The biggest moai ever erected was eleven meters tall (without “hat” to be noticed), the largest being carved was 22 meters - what a monstrous thing, and what a crazy idea. There are a few exceptions in the history of building moais. One exception can be seen at the quarry, the only kneeling moai ever. They guess that the Rapa Nui people were visited by a New Zealand Maori who taught them better ways to sculpture. Not only the posture is different, but also the face is much rounder than others, and the people created the tongue or a beard, too. This is also the only moai that is kneeing, not standing. Another quarry moai shows a confusing carving on the belly. Probably two persons were having a conversation when a huge Western boat came close the island, one that they had never seen before, with an anchor instead of a turtle (they would always find home), and carved it into the moai next to them to keep that moment in memory.
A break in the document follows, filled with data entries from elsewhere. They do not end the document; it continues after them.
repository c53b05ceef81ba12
pub mod components;
pub mod screens;
pub mod theme;

pub use theme::Theme;
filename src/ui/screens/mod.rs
pub mod crops;
pub mod dashboard;
pub mod forecast;
pub mod week;

pub use crops::CropsScreen;
pub use dashboard::DashboardScreen;
pub use forecast::ForecastScreen;
pub use week::WeekScreen;
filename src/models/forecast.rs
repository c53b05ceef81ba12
use chrono::{DateTime, NaiveDate, NaiveDateTime, Timelike, Utc};
use serde::{Deserialize, Serialize};

/// Combined daily + hourly forecast for one queried location.
///
/// Fetched once per user-initiated load and replaced wholesale on the
/// next load; the decision logic never mutates it. All timestamps are
/// local to the single timezone requested for the whole forecast, so a
/// calendar day is identified by plain date equality.
#[derive(Debug, Clone, Serialize, Deserialize)]
pub struct ForecastBundle {
    pub fetched_at: DateTime<Utc>,
    pub location: ForecastLocation,
    /// Index 0 = today, ascending. At least 9 entries on a full fetch.
    pub daily: Vec<DailyForecast>,
    /// Contiguous, ascending. May be empty when the provider omits the
    /// hourly block; all consumers must degrade gracefully.
    pub hourly: Vec<HourlySample>,
}

impl ForecastBundle {
    pub fn day(&self, offset: usize) -> Option<&DailyForecast> {
        self.daily.get(offset)
    }

    pub fn today(&self) -> Option<&DailyForecast> {
        self.day(0)
    }

    pub fn tomorrow(&self) -> Option<&DailyForecast> {
        self.day(1)
    }

    /// Hourly samples falling on the given calendar day, original order.
    pub fn hours_on(&self, date: NaiveDate) -> impl Iterator<Item = &HourlySample> {
        self.hourly.iter().filter(move |s| s.timestamp.date() == date)
    }
}

#[derive(Debug, Clone, Serialize, Deserialize)]
pub struct ForecastLocation {
    pub name: String,
    pub latitude: f64,
    pub longitude: f64,
}

/// Per-day aggregates as delivered by the forecast provider.
#[derive(Debug, Clone, Serialize, Deserialize)]
pub struct DailyForecast {
    pub date: NaiveDate,
    pub temp_max_c: f64,
    pub temp_min_c: f64,
    pub precipitation_sum_mm: f64,
    pub precipitation_prob_max: f64,
    /// Not every provider response carries daily humidity.
    pub relative_humidity_max: Option<f64>,
}

/// One hourly sample in the forecast's local time.
#[derive(Debug, Clone, Serialize, Deserialize)]
pub struct HourlySample {
    pub timestamp: NaiveDateTime,
    pub temperature_c: f64,
    pub precipitation_probability: f64,
    pub relative_humidity: f64,
}

impl HourlySample {
    pub fn hour_of_day(&self) -> u32 {
        self.timestamp.hour()
    }

    /// Zero-padded "HH:00" chart label.
    pub fn hour_label(&self) -> String {
        format!("{:02}:00", self.hour_of_day())
    }
}

#[cfg(test)]
mod tests {
    use super::*;
    use chrono::NaiveDate;

    fn sample(day: u32, hour: u32) -> HourlySample {
        HourlySample {
            timestamp: NaiveDate::from_ymd_opt(2025, 9, day)
                .unwrap()
                .and_hms_opt(hour, 0, 0)
                .unwrap(),
            temperature_c: 20.0,
            precipitation_probability: 10.0,
            relative_humidity: 55.0,
        }
    }

    #[test]
    fn hours_on_filters_by_calendar_day() {
        let bundle = ForecastBundle {
            fetched_at: Utc::now(),
            location: ForecastLocation {
                name: "Hamburg".into(),
                latitude: 53.55,
                longitude: 9.99,
            },
            daily: Vec::new(),
            hourly: vec![sample(1, 23), sample(2, 0), sample(2, 12), sample(3, 0)],
        };

        let day = NaiveDate::from_ymd_opt(2025, 9, 2).unwrap();
        let hours: Vec<u32> = bundle.hours_on(day).map(|s| s.hour_of_day()).collect();
        assert_eq!(hours, vec![0, 12]);
    }

    #[test]
    fn hour_labels_are_zero_padded() {
        assert_eq!(sample(1, 8).hour_label(), "08:00");
        assert_eq!(sample(1, 14).hour_label(), "14:00");
    }
}
use crate::models::{DailyForecast, ForecastBundle};
use chrono::NaiveDate;

/// Hour range (inclusive both ends) used to compute representative
/// humidity. A single instantaneous or daily-max reading overstates
/// stress; averaging over the active daytime hours approximates what
/// the crop is actually exposed to.
#[derive(Debug, Clone, Copy, PartialEq, Eq)]
pub struct DaytimeWindow {
    pub start_hour: u32,
    pub end_hour: u32,
}

impl DaytimeWindow {
    pub fn new(start_hour: u32, end_hour: u32) -> Self {
        Self {
            start_hour,
            end_hour,
        }
    }

    pub fn contains(&self, hour: u32) -> bool {
        hour >= self.start_hour && hour <= self.end_hour
    }
}

impl Default for DaytimeWindow {
    fn default() -> Self {
        Self {
            start_hour: 8,
            end_hour: 20,
        }
    }
}

/// Mean relative humidity over the daytime window of one calendar day,
/// rounded to the nearest integer.
///
/// Returns `None` when no hourly sample matches; callers must treat that
/// distinctly from a valid zero reading.
pub fn mean_humidity(bundle: &ForecastBundle, date: NaiveDate, window: DaytimeWindow) -> Option<f64> {
    let mut sum = 0.0;
    let mut count = 0u32;

    for sample in bundle.hours_on(date) {
        if window.contains(sample.hour_of_day()) {
            sum += sample.relative_humidity;
            count += 1;
        }
    }

    if count == 0 {
        None
    } else {
        Some((sum / count as f64).round())
    }
}

/// The humidity evidence available for one day, in priority order:
/// daytime mean from hourly data, then the provider's daily maximum,
/// then nothing at all.
///
/// `Missing` satisfies the humidity criterion by default. That is a
/// deliberate, documented policy: absence of humidity data must never by
/// itself block a recommendation, even though it can recommend days that
/// are actually too damp.
#[derive(Debug, Clone, Copy, PartialEq)]
pub enum HumiditySignal {
    DaytimeMean(f64),
    DailyMax(f64),
    Missing,
}

impl HumiditySignal {
    pub fn resolve(
        bundle: &ForecastBundle,
        day: &DailyForecast,
        window: DaytimeWindow,
    ) -> Self {
        if let Some(mean) = mean_humidity(bundle, day.date, window) {
            return HumiditySignal::DaytimeMean(mean);
        }
        match day.relative_humidity_max {
            Some(max) => HumiditySignal::DailyMax(max),
            None => HumiditySignal::Missing,
        }
    }

    pub fn within(&self, ceiling: f64) -> bool {
        match self {
            HumiditySignal::DaytimeMean(h) | HumiditySignal::DailyMax(h) => *h <= ceiling,
            HumiditySignal::Missing => true,
        }
    }

    pub fn value(&self) -> Option<f64> {
        match self {
            HumiditySignal::DaytimeMean(h) | HumiditySignal::DailyMax(h) => Some(*h),
            HumiditySignal::Missing => None,
        }
    }
}

#[cfg(test)]
mod tests {
    use super::*;
    use crate::models::{ForecastLocation, HourlySample};
    use chrono::Utc;

    fn bundle_with_hours(hours: &[(u32, u32, f64)]) -> ForecastBundle {
        // (day-of-month, hour, humidity)
        ForecastBundle {
            fetched_at: Utc::now(),
            location: ForecastLocation {
                name: "Hamburg".into(),
                latitude: 53.55,
                longitude: 9.99,
            },
            daily: Vec::new(),
            hourly: hours
                .iter()
                .map(|(d, h, rh)| HourlySample {
                    timestamp: NaiveDate::from_ymd_opt(2025, 9, *d)
                        .unwrap()
                        .and_hms_opt(*h, 0, 0)
                        .unwrap(),
                    temperature_c: 20.0,
                    precipitation_probability: 0.0,
                    relative_humidity: *rh,
                })
                .collect(),
        }
    }

    fn day(d: u32) -> NaiveDate {
        NaiveDate::from_ymd_opt(2025, 9, d).unwrap()
    }

    #[test]
    fn averages_only_daytime_samples_of_the_day() {
        let bundle = bundle_with_hours(&[
            (2, 6, 90.0),  // before window
            (2, 8, 60.0),  // window start, inclusive
            (2, 14, 50.0),
            (2, 20, 70.0), // window end, inclusive
            (2, 22, 95.0), // after window
            (3, 12, 10.0), // wrong day
        ]);
        assert_eq!(
            mean_humidity(&bundle, day(2), DaytimeWindow::default()),
            Some(60.0)
        );
    }

    #[test]
    fn single_sample_mean_is_that_sample() {
        let bundle = bundle_with_hours(&[(2, 12, 57.0)]);
        assert_eq!(
            mean_humidity(&bundle, day(2), DaytimeWindow::default()),
            Some(57.0)
        );
    }

    #[test]
    fn zero_matching_samples_is_none_not_zero() {
        let bundle = bundle_with_hours(&[(2, 3, 80.0)]);
        assert_eq!(mean_humidity(&bundle, day(2), DaytimeWindow::default()), None);
        assert_eq!(mean_humidity(&bundle, day(5), DaytimeWindow::default()), None);
    }

    #[test]
    fn mean_is_rounded_to_nearest_integer() {
        let bundle = bundle_with_hours(&[(2, 10, 50.0), (2, 11, 51.0), (2, 12, 53.0)]);
        // 154 / 3 = 51.33 -> 51
        assert_eq!(
            mean_humidity(&bundle, day(2), DaytimeWindow::default()),
            Some(51.0)
        );
    }

    fn daily(d: u32, rh_max: Option<f64>) -> DailyForecast {
        DailyForecast {
            date: day(d),
            temp_max_c: 24.0,
            temp_min_c: 12.0,
            precipitation_sum_mm: 0.0,
            precipitation_prob_max: 0.0,
            relative_humidity_max: rh_max,
        }
    }

    #[test]
    fn resolution_prefers_daytime_mean() {
        let bundle = bundle_with_hours(&[(2, 12, 55.0)]);
        let signal = HumiditySignal::resolve(&bundle, &daily(2, Some(90.0)), DaytimeWindow::default());
        assert_eq!(signal, HumiditySignal::DaytimeMean(55.0));
    }

    #[test]
    fn resolution_falls_back_to_daily_max() {
        let bundle = bundle_with_hours(&[]);
        let signal = HumiditySignal::resolve(&bundle, &daily(2, Some(58.0)), DaytimeWindow::default());
        assert_eq!(signal, HumiditySignal::DailyMax(58.0));
        assert!(signal.within(60.0));
        assert!(!signal.within(50.0));
    }

    #[test]
    fn missing_signal_is_permissive() {
        let bundle = bundle_with_hours(&[]);
        let signal = HumiditySignal::resolve(&bundle, &daily(2, None), DaytimeWindow::default());
        assert_eq!(signal, HumiditySignal::Missing);
        assert!(signal.within(0.0));
        assert_eq!(signal.value(), None);
    }
}
//! Diagnostic providers
//!
//! A provider is a named, versioned collection of diagnostics. Providers are
//! registered at startup; executors resolve a diagnostic implementation
//! through its provider by slug.

use std::sync::Arc;

use crate::diagnostics::Diagnostic;
use crate::error::{InvalidDiagnosticError, InvalidProviderError};

/// A named collection of diagnostics, versioned as a unit
#[derive(Clone)]
pub struct DiagnosticProvider {
    slug: String,
    name: String,
    version: String,
    diagnostics: Vec<Arc<dyn Diagnostic>>,
}

impl DiagnosticProvider {
    pub fn new(name: impl Into<String>, version: impl Into<String>) -> Self {
        let name = name.into();
        Self {
            slug: slugify(&name),
            name,
            version: version.into(),
            diagnostics: Vec::new(),
        }
    }

    pub fn slug(&self) -> &str {
        &self.slug
    }

    pub fn name(&self) -> &str {
        &self.name
    }

    pub fn version(&self) -> &str {
        &self.version
    }

    /// Register a diagnostic with this provider
    pub fn register(&mut self, diagnostic: impl Diagnostic + 'static) {
        self.diagnostics.push(Arc::new(diagnostic));
    }

    pub fn diagnostics(&self) -> &[Arc<dyn Diagnostic>] {
        &self.diagnostics
    }

    /// Resolve a diagnostic by slug
    pub fn diagnostic(&self, slug: &str) -> Result<Arc<dyn Diagnostic>, InvalidDiagnosticError> {
        self.diagnostics
            .iter()
            .find(|d| d.slug() == slug)
            .cloned()
            .ok_or_else(|| InvalidDiagnosticError {
                diagnostic: slug.to_string(),
                reason: format!("not registered with provider '{}'", self.slug),
            })
    }
}

impl std::fmt::Debug for DiagnosticProvider {
    fn fmt(&self, f: &mut std::fmt::Formatter<'_>) -> std::fmt::Result {
        f.debug_struct("DiagnosticProvider")
            .field("slug", &self.slug)
            .field("version", &self.version)
            .field("diagnostics", &self.diagnostics.len())
            .finish()
    }
}

/// The currently active providers
///
/// Executors resolve a diagnostic implementation through the registry by
/// `(provider_slug, diagnostic_slug)`; cross-process workers do the same
/// lookup on their side of the broker.
#[derive(Debug, Clone, Default)]
pub struct ProviderRegistry {
    providers: Vec<DiagnosticProvider>,
}

impl ProviderRegistry {
    pub fn new(providers: Vec<DiagnosticProvider>) -> Self {
        Self { providers }
    }

    pub fn providers(&self) -> &[DiagnosticProvider] {
        &self.providers
    }

    pub fn provider(&self, slug: &str) -> Result<&DiagnosticProvider, InvalidProviderError> {
        self.providers
            .iter()
            .find(|p| p.slug() == slug)
            .ok_or_else(|| InvalidProviderError {
                provider: slug.to_string(),
                reason: "provider is not active".to_string(),
            })
    }

    /// Resolve a diagnostic implementation
    pub fn resolve(
        &self,
        provider_slug: &str,
        diagnostic_slug: &str,
    ) -> Result<Arc<dyn Diagnostic>, InvalidProviderError> {
        let provider = self.provider(provider_slug)?;
        provider
            .diagnostic(diagnostic_slug)
            .map_err(|err| InvalidProviderError {
                provider: provider_slug.to_string(),
                reason: err.to_string(),
            })
    }
}

/// Derive a slug from a human readable name
///
/// Lowercases and replaces whitespace/underscore runs with single dashes.
pub fn slugify(name: &str) -> String {
    let mut slug = String::with_capacity(name.len());
    let mut last_dash = true;
    for c in name.chars() {
        if c.is_ascii_alphanumeric() {
            slug.push(c.to_ascii_lowercase());
            last_dash = false;
        } else if !last_dash {
            slug.push('-');
            last_dash = true;
        }
    }
    while slug.ends_with('-') {
        slug.pop();
    }
    slug
}

#[cfg(test)]
mod tests {
    use super::*;

    #[test]
    fn test_slugify() {
        assert_eq!(slugify("Example Provider"), "example-provider");
        assert_eq!(slugify("ENSO_basic  metrics"), "enso-basic-metrics");
        assert_eq!(slugify("trailing "), "trailing");
    }

    #[test]
    fn test_unknown_diagnostic() {
        let provider = DiagnosticProvider::new("Example", "1.0.0");
        assert!(provider.diagnostic("missing").is_err());
    }
}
Another special moai has a neck tattoo, in color.
 
Not only the style of moai changed over the many centuries they were built (from round to long and cubistic), but also different island tribes developed slightly different moai face expressions.
 
In the early 1960s Chile was struck by one of the heaviest earthquakes ever recorded. On the Easter Island no-one was hurt, but the most impressive moai platform was hit by a tsunami that swept away the 15 moai as far as one km inland. The platform and the village scene were completely destroyed. A decade later, at least the platform was rebuilt and the 15 moai were re-assembled from their pieces and re-erected. Fortunately only a few weeks before the tsunami, a lot of photos had been taken that could be used to rebuild the platform and the surroundings. In the same village a lot of petroglyphs can be found, showing birdmen, faces that symbolize the god mate mate, turtles and fish (sometimes with a lot of fantasy).
 
 
Not much of a conclusion phrase except for that it was suuuuper interesting to listen to that woman who had so much to tell and could transmit the information so well, due to her own excitement about the island’s culture and history. I hope you didn’t get bored with my three-page essay, because I didn’t get bored in the seven hours the tour tool - except for the drive back to our hostel where I almost fell asleep in the car, which hasn’t to do with the tour ,however.